August 26th, 2009 may come to be a day prosecutors and law enforcement look back on and wish had turned out a bit differently. For others it is a day which leads them to believe the Federal Courts can be fair and actually do seek justice for all.
The case centers around government investigators and prosecutors overreaching their authority and violating conditions set forth by a US Magistrate intentionally and willfully. The details of the case revolve around steroid use by Major League Baseball players and the test results held in computers by the laboratories who did the actual testing. During the course of an investigation, the government learned of 10 baseball players who had tested positive for steroid use and petitioned a US Magistrate for a search warrant to find evidence on only those ten players. What followed is arguably one of the most blatant attempts by those in law enforcement/prosecution to throw out the rules of law (in particular the 4th Amendment).
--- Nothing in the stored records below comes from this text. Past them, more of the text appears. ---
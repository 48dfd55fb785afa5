use super::ContourHierarchy;
use image::{Rgb, RgbImage};
use imageproc::drawing::draw_line_segment_mut;
use rand::rngs::StdRng;
use rand::{Rng, SeedableRng};

/// Seed used when none is configured
pub const DEFAULT_PALETTE_SEED: u64 = 12345;

/// Line thickness of drawn contours in pixels
const THICKNESS: i32 = 2;

/// Deterministic source of contour colors
///
/// The generator persists across frames: the same seed and the same
/// sequence of contours always yield the same colors.
pub struct ContourPalette {
    seed: u64,
    rng: StdRng,
}

impl ContourPalette {
    pub fn new(seed: u64) -> Self {
        Self {
            seed,
            rng: StdRng::seed_from_u64(seed),
        }
    }

    pub fn seed(&self) -> u64 {
        self.seed
    }

    pub fn next_color(&mut self) -> Rgb<u8> {
        Rgb([
            self.rng.gen_range(0..255),
            self.rng.gen_range(0..255),
            self.rng.gen_range(0..255),
        ])
    }

    /// One color per contour, in hierarchy order
    pub fn assign(&mut self, hierarchy: &ContourHierarchy) -> Vec<Rgb<u8>> {
        (0..hierarchy.len()).map(|_| self.next_color()).collect()
    }
}

impl Default for ContourPalette {
    fn default() -> Self {
        Self::new(DEFAULT_PALETTE_SEED)
    }
}

/// Draw every contour as a closed polyline on a black canvas
pub fn render_contours(
    hierarchy: &ContourHierarchy,
    colors: &[Rgb<u8>],
    width: u32,
    height: u32,
) -> RgbImage {
    let mut canvas = RgbImage::new(width, height);

    for (contour, color) in hierarchy.iter().zip(colors) {
        let points = contour.points();
        if points.is_empty() {
            continue;
        }

        let segments = points.iter().zip(points.iter().cycle().skip(1));
        for (a, b) in segments {
            for offset in 0..THICKNESS {
                let shift = offset as f32;
                draw_line_segment_mut(
                    &mut canvas,
                    (a.x as f32 + shift, a.y as f32),
                    (b.x as f32 + shift, b.y as f32),
                    *color,
                );
                draw_line_segment_mut(
                    &mut canvas,
                    (a.x as f32, a.y as f32 + shift),
                    (b.x as f32, b.y as f32 + shift),
                    *color,
                );
            }
        }
    }

    canvas
}

#[cfg(test)]
mod tests {
    use super::*;

    #[test]
    fn same_seed_gives_same_colors() {
        let mut a = ContourPalette::new(7);
        let mut b = ContourPalette::new(7);
        let first: Vec<_> = (0..10).map(|_| a.next_color()).collect();
        let second: Vec<_> = (0..10).map(|_| b.next_color()).collect();
        assert_eq!(first, second);
    }

    #[test]
    fn different_seeds_diverge() {
        let mut a = ContourPalette::new(1);
        let mut b = ContourPalette::new(2);
        let first: Vec<_> = (0..10).map(|_| a.next_color()).collect();
        let second: Vec<_> = (0..10).map(|_| b.next_color()).collect();
        assert_ne!(first, second);
    }
}
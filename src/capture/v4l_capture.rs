use super::CaptureSource;
use crate::background::Frame;
use crate::error::{PipelineError, Result};
use image::imageops::{self, FilterType};
use nokhwa::pixel_format::RgbFormat;
use nokhwa::utils::{CameraIndex, RequestedFormat, RequestedFormatType};
use nokhwa::Camera;

/// Live camera source
///
/// Cameras deliver high resolution frames, so every frame is halved in both
/// dimensions before it enters the pipeline.
pub struct WebcamCapture {
    camera: Camera,
    index: u32,
    frames_read: u64,
    released: bool,
}

impl WebcamCapture {
    pub fn new(device_index: u32) -> Result<Self> {
        tracing::info!("Initializing webcam {}", device_index);

        let unavailable = |reason: String| PipelineError::SourceUnavailable {
            source_name: format!("camera {}", device_index),
            reason,
        };

        let index = CameraIndex::Index(device_index);
        let requested =
            RequestedFormat::new::<RgbFormat>(RequestedFormatType::AbsoluteHighestResolution);

        let mut camera = Camera::new(index, requested).map_err(|e| unavailable(e.to_string()))?;
        camera
            .open_stream()
            .map_err(|e| unavailable(e.to_string()))?;

        tracing::info!("Webcam initialized successfully");

        Ok(Self {
            camera,
            index: device_index,
            frames_read: 0,
            released: false,
        })
    }
}

impl CaptureSource for WebcamCapture {
    fn read_frame(&mut self) -> Result<Option<Frame>> {
        let read_error = |reason: String| PipelineError::FrameRead {
            frame: self.frames_read,
            reason,
        };

        let buffer = self
            .camera
            .frame()
            .map_err(|e| read_error(e.to_string()))?;
        let decoded = buffer
            .decode_image::<RgbFormat>()
            .map_err(|e| read_error(e.to_string()))?;

        // Rebuild from raw bytes so the camera crate's image version does not leak in
        let (width, height) = (decoded.width(), decoded.height());
        let frame = Frame::from_raw(width, height, decoded.into_raw())
            .ok_or_else(|| read_error("frame buffer smaller than its dimensions".into()))?;

        self.frames_read += 1;
        let halved = imageops::resize(
            &frame,
            (width / 2).max(1),
            (height / 2).max(1),
            FilterType::Triangle,
        );

        Ok(Some(halved))
    }

    fn release(&mut self) {
        if self.released {
            return;
        }
        tracing::info!("Releasing webcam {}", self.index);
        if let Err(e) = self.camera.stop_stream() {
            tracing::warn!("Failed to stop camera stream: {}", e);
        }
        self.released = true;
    }

    fn describe(&self) -> String {
        format!("camera {}", self.index)
    }
}
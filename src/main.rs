use anyhow::{Context, Result};
use clap::Parser;
use motdet::background::ModelKind;
use motdet::capture::{open_source, SourceSpec};
use motdet::config::{LoopConfig, PipelineConfig};
use motdet::control::StdinControl;
use motdet::output::{LoopbackSink, SinkSet, SnapshotSink, Window};
use motdet::params::Parameters;
use motdet::pipeline::{FrameLoop, PipelineContext};
use std::path::PathBuf;
use std::time::Duration;

#[derive(Parser, Debug)]
#[command(author, version, about, long_about = None)]
struct Args {
    /// Play back still frames from a directory or a single image
    #[arg(long, value_name = "PATH", conflicts_with = "camera")]
    video: Option<PathBuf>,

    /// Capture from a live camera (the default when no source is given)
    #[arg(long)]
    camera: bool,

    /// Camera device index
    #[arg(long, default_value_t = 0)]
    device: u32,

    /// Low edge threshold, 0-255; the high threshold is twice this value
    #[arg(long, default_value_t = 100)]
    edge_threshold: i32,

    /// Side of the square closing kernel, 1-21
    #[arg(long, default_value_t = 5)]
    kernel_size: i32,

    /// Background model whose mask feeds contour extraction
    #[arg(long, value_enum, default_value_t = ModelKind::Neighbor)]
    contour_model: ModelKind,

    /// Seed of the contour color generator
    #[arg(long, default_value_t = 12345)]
    palette_seed: u64,

    /// Write PNG snapshots of every window into this directory
    #[arg(long, value_name = "DIR")]
    snapshot_dir: Option<PathBuf>,

    /// Frames between two snapshots
    #[arg(long, default_value_t = 1)]
    snapshot_every: u64,

    /// Stream a window to this v4l2loopback device
    #[arg(long, value_name = "DEVICE")]
    loopback: Option<PathBuf>,

    /// Window streamed to the loopback device
    #[arg(long, value_enum, default_value_t = Window::Contours)]
    loopback_window: Window,

    /// Loopback frame width
    #[arg(long, default_value_t = 640)]
    loopback_width: u32,

    /// Loopback frame height
    #[arg(long, default_value_t = 480)]
    loopback_height: u32,

    /// Stop after this many frames
    #[arg(long)]
    max_frames: Option<u64>,

    /// Bounded wait for control input after each frame, in milliseconds
    #[arg(long, default_value_t = 30)]
    wait_ms: u64,

    /// Enable debug logging
    #[arg(long)]
    debug: bool,
}

fn main() -> Result<()> {
    let args = Args::parse();

    // Initialize logging
    let log_level = if args.debug {
        tracing::Level::DEBUG
    } else {
        tracing::Level::INFO
    };

    tracing_subscriber::fmt()
        .with_max_level(log_level)
        .with_target(false)
        .init();

    tracing::info!("motdet starting");

    let source = match &args.video {
        Some(path) => SourceSpec::File(path.clone()),
        None => SourceSpec::Camera(args.device),
    };

    let config = PipelineConfig {
        parameters: Parameters::clamped(args.edge_threshold, args.kernel_size),
        contour_model: args.contour_model,
        palette_seed: args.palette_seed,
        ..PipelineConfig::default()
    };
    let context = PipelineContext::new(&config).context("Invalid pipeline configuration")?;

    let mut sinks = SinkSet::new();
    if let Some(dir) = &args.snapshot_dir {
        sinks.push(
            SnapshotSink::new(dir, args.snapshot_every)
                .context("Failed to prepare snapshot directory")?,
        );
    }
    if let Some(device) = &args.loopback {
        sinks.push(
            LoopbackSink::new(
                device,
                args.loopback_window,
                args.loopback_width,
                args.loopback_height,
            )
            .context("Failed to initialize v4l2loopback output")?,
        );
    }
    if sinks.is_empty() {
        tracing::info!("No display sink configured, frames are processed headless");
    }

    let capture = open_source(&source).context("Failed to open capture source")?;

    let loop_config = LoopConfig {
        wait: Duration::from_millis(args.wait_ms),
        max_frames: args.max_frames,
        ..LoopConfig::default()
    };

    tracing::info!("Type `q` to quit, `t N` to set the edge threshold, `k N` to set the kernel size");
    let mut control = StdinControl::spawn();

    let mut frame_loop = FrameLoop::new(context, loop_config);
    let summary = frame_loop
        .run(capture, &mut sinks, &mut control)
        .context("Frame loop failed")?;

    tracing::info!("Processed {} frames", summary.frames);
    Ok(())
}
When executing the search warrant for the information on the ten baseball players, the lead investigative agent (Agent Novitsky) ignored the US Magistrate’s orders that only the forensic specialist was to separate out the data specified in the search warrant. The problem faced with this search was (and is) the fact that hundreds of individual private medical records were contained in the same computer as those of the ten baseball players listed in the warrant. Agent Novitsky was present during the execution of the warrant and in viewing the data before the ten players information was separated out saw other results which pointed to positive drug results and under the “Plain View” doctrine seized everything contained on that storage device. From this cache of “evidence”, the government subpoenaed data from two other labs citing evidence from the first seizure.
As you can imagine, the labs sued for the return of their property and in fact the government was ordered by three separate judges to return all property and evidence with the exception of the information on the original ten players. The behavior on the part of the government investigators and prosecutors was so far out of line the judges went so far as, “…to accuse the government of manipulation and misrepresentation.” The case makes for interesting reading and makes you wonder what the agents and prosecutors were thinking.
In this ruling the 9th Circuit has effectively thrown out the “Plain View” doctrine as it applies to electronic searches. Plain and simple as that. What the Court has also done is set up a framework or set of guidelines for any future seizures of electronic/digital evidence:
1. Magistrates should insist that the government waive reliance
upon the plain view doctrine in digital evidence cases.
See p. 11876 supra.
2. Segregation and redaction must be either done by specialized
personnel or an independent third party. See pp.
11880-81 supra. If the segregation is to be done by government
computer personnel, it must agree in the warrant application
that the computer personnel will not disclose to the
investigators any information other than that which is the target
of the warrant.
3. Warrants and subpoenas must disclose the actual risks of
destruction of information as well as prior efforts to seize that
information in other judicial fora. See pp. 11877-78, 11886-87
supra.
4. The government’s search protocol must be designed to
uncover only the information for which it has probable cause,
and only that information may be examined by the case
agents. See pp. 11878, 11880-81 supra.
5. The government must destroy or, if the recipient may
lawfully possess it, return non-responsive data, keeping the
issuing magistrate informed about when it has done so and
what it has kept. See p. 11881-82 supra.
These “guidelines” explicitly lay out what government agents can do during an investigation centered around digital evidence. In fact, these guidelines offer very little latitude for government agents and in fact put such clear guideposts an agent or prosecutor which ignores these will have a very hard time winning any cases if this case is used as precedent. To say that the government agents and prosecutors angered the Federal Judiciary to such a degree they have been slapped down is an understatement.
The dissenting judges in the case bring up the point that some evidence will be found during routine searches and should not be separated out just because it was not part of the original warrant. Their example was one that during a search for one type of evidence child porn is found. A valid point it is, but the point is a red herring in that this particular case is about evidence co mingled with that of many other people who have no part in this case. For example, a warrant is executed to examine the emails of one person on a Google server. The dissenting judge’s argument is that ALL emails on that server are subject to search simply because they are in “Plain View” while doing a search of the one email listed in the warrant. Those of us in the computer field know how easy it is to use filters and queries to extract only what we need or want. To say that combing through an entire storage device is required is disingenuous at best.
To further clarify the point here let’s flip the scenario around: Do regular US citizens have access to Top Secret or Secret material held by the US Government? Of course not. The US Government states unless you have a need to know then the information is off limits. Regular citizens also have this right via the 4th Amendment. Unless the government has a need to know your private information based on certain conditions set forth in the 4th Amendment, the government or its agents have no reason or authority to view your private information. There are those that will argue that if you have nothing to hide you should not fear the government looking at your private data. To those souls, I say you should lay bare your banking and credit information for all the world to see. Every time I have made that point they say, “But that is private!!” to which a light bulb shines brightly above their head.
Bravo for the 9th Circuit and let this be a lesson to overzealous investigators who are now saddled with onerous rules because some played fast and loose with the rights of US Citizens.